ASSIGNMENT:
Starting at the top of the records, output every line through the one that contains "let logger_provider = match", keeping each exactly as it appears.

= Beginning of Section =

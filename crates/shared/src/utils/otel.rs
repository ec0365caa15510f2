use anyhow::{Context, Result};
use opentelemetry_otlp::{LogExporter, WithExportConfig};
use opentelemetry_sdk::{Resource, logs::SdkLoggerProvider};

/// OTLP log export, enabled only when a collector endpoint is configured.
pub struct Telemetry {
    service_name: String,
    logger_provider: Option<SdkLoggerProvider>,
}

impl Telemetry {
    pub fn new(service_name: impl Into<String>, otel_endpoint: Option<&str>) -> Result<Self> {
        let service_name = service_name.into();

        let logger_provider = match otel_endpoint {
            Some(endpoint) => {
                let exporter = LogExporter::builder()
                    .with_tonic()
                    .with_endpoint(endpoint.to_string())
                    .build()
                    .context("Failed to create OTLP log exporter")?;

                let resource = Resource::builder()
                    .with_service_name(service_name.clone())
                    .build();

                Some(
                    SdkLoggerProvider::builder()
                        .with_resource(resource)
                        .with_batch_exporter(exporter)
                        .build(),
                )
            }
            None => None,
        };

        Ok(Self {
            service_name,
            logger_provider,
        })
    }

    pub fn service_name(&self) -> &str {
        &self.service_name
    }

    pub fn logger_provider(&self) -> Option<&SdkLoggerProvider> {
        self.logger_provider.as_ref()
    }

    pub fn shutdown(self) -> Result<()> {
        if let Some(provider) = self.logger_provider {
            provider
                .shutdown()
                .map_err(|e| anyhow::anyhow!("Failed to shutdown logger provider: {e}"))?;
        }

        Ok(())
    }
}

= End of Section =

EXPECTED ANSWER:
filename crates/shared/src/utils/otel.rs
repository ec0365caa15510f2
use anyhow::{Context, Result};
use opentelemetry_otlp::{LogExporter, WithExportConfig};
use opentelemetry_sdk::{Resource, logs::SdkLoggerProvider};

/// OTLP log export, enabled only when a collector endpoint is configured.
pub struct Telemetry {
    service_name: String,
    logger_provider: Option<SdkLoggerProvider>,
}

impl Telemetry {
    pub fn new(service_name: impl Into<String>, otel_endpoint: Option<&str>) -> Result<Self> {
        let service_name = service_name.into();

        let logger_provider = match otel_endpoint {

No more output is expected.